__Problem details__
Return each line of the listing that has the word "SqliteManager" in it.

-------- Dataset --------

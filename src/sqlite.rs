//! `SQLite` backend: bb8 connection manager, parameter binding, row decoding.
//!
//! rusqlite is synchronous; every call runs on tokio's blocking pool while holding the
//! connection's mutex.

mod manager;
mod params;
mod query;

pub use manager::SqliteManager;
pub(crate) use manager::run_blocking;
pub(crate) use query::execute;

--------
-------- Dataset --------

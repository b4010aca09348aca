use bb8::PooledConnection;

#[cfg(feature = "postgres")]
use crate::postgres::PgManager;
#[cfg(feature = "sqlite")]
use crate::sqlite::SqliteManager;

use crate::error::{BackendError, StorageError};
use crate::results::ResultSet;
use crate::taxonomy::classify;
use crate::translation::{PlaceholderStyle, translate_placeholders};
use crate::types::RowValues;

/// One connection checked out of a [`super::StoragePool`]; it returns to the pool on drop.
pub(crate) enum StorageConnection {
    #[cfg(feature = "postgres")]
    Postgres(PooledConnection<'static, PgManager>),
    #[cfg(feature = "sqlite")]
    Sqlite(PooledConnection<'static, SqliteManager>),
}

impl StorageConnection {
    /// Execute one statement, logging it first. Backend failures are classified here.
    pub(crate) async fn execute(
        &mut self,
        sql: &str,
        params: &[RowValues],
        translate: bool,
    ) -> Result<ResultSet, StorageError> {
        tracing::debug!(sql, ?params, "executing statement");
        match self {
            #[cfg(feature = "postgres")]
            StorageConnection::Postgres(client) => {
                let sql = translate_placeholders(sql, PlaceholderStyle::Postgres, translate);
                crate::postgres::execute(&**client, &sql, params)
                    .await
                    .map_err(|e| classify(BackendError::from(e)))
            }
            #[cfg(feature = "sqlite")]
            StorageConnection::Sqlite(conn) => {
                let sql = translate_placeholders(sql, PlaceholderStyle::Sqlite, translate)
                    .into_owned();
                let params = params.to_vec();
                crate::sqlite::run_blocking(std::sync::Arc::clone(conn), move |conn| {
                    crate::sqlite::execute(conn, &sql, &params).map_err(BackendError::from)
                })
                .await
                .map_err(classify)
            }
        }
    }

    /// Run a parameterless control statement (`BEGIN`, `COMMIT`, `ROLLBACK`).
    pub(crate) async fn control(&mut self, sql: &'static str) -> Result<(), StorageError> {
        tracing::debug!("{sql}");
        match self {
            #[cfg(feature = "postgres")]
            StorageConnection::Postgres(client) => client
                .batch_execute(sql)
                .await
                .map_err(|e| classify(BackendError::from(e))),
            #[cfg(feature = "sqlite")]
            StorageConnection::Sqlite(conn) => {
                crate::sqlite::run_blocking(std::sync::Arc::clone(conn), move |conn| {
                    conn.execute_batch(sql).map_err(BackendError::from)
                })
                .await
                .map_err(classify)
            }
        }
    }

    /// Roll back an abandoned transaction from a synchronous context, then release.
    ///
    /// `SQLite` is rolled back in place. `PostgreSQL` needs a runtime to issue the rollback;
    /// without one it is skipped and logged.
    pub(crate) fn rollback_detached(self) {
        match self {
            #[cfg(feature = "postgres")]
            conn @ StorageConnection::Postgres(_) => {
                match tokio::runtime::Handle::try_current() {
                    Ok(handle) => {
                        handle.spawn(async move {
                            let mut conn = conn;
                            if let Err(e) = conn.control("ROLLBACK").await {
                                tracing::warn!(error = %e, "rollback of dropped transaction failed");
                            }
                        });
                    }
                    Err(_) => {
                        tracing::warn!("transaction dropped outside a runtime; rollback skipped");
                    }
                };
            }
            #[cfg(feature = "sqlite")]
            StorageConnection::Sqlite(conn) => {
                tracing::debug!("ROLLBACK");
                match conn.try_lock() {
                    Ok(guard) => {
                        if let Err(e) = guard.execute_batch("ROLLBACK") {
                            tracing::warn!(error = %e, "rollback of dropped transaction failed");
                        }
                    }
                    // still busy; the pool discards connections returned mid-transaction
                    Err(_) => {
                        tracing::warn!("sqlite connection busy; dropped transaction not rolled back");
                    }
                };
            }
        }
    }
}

--------

__Result__
pub use manager::SqliteManager;
use crate::sqlite::SqliteManager;
    Sqlite(PooledConnection<'static, SqliteManager>),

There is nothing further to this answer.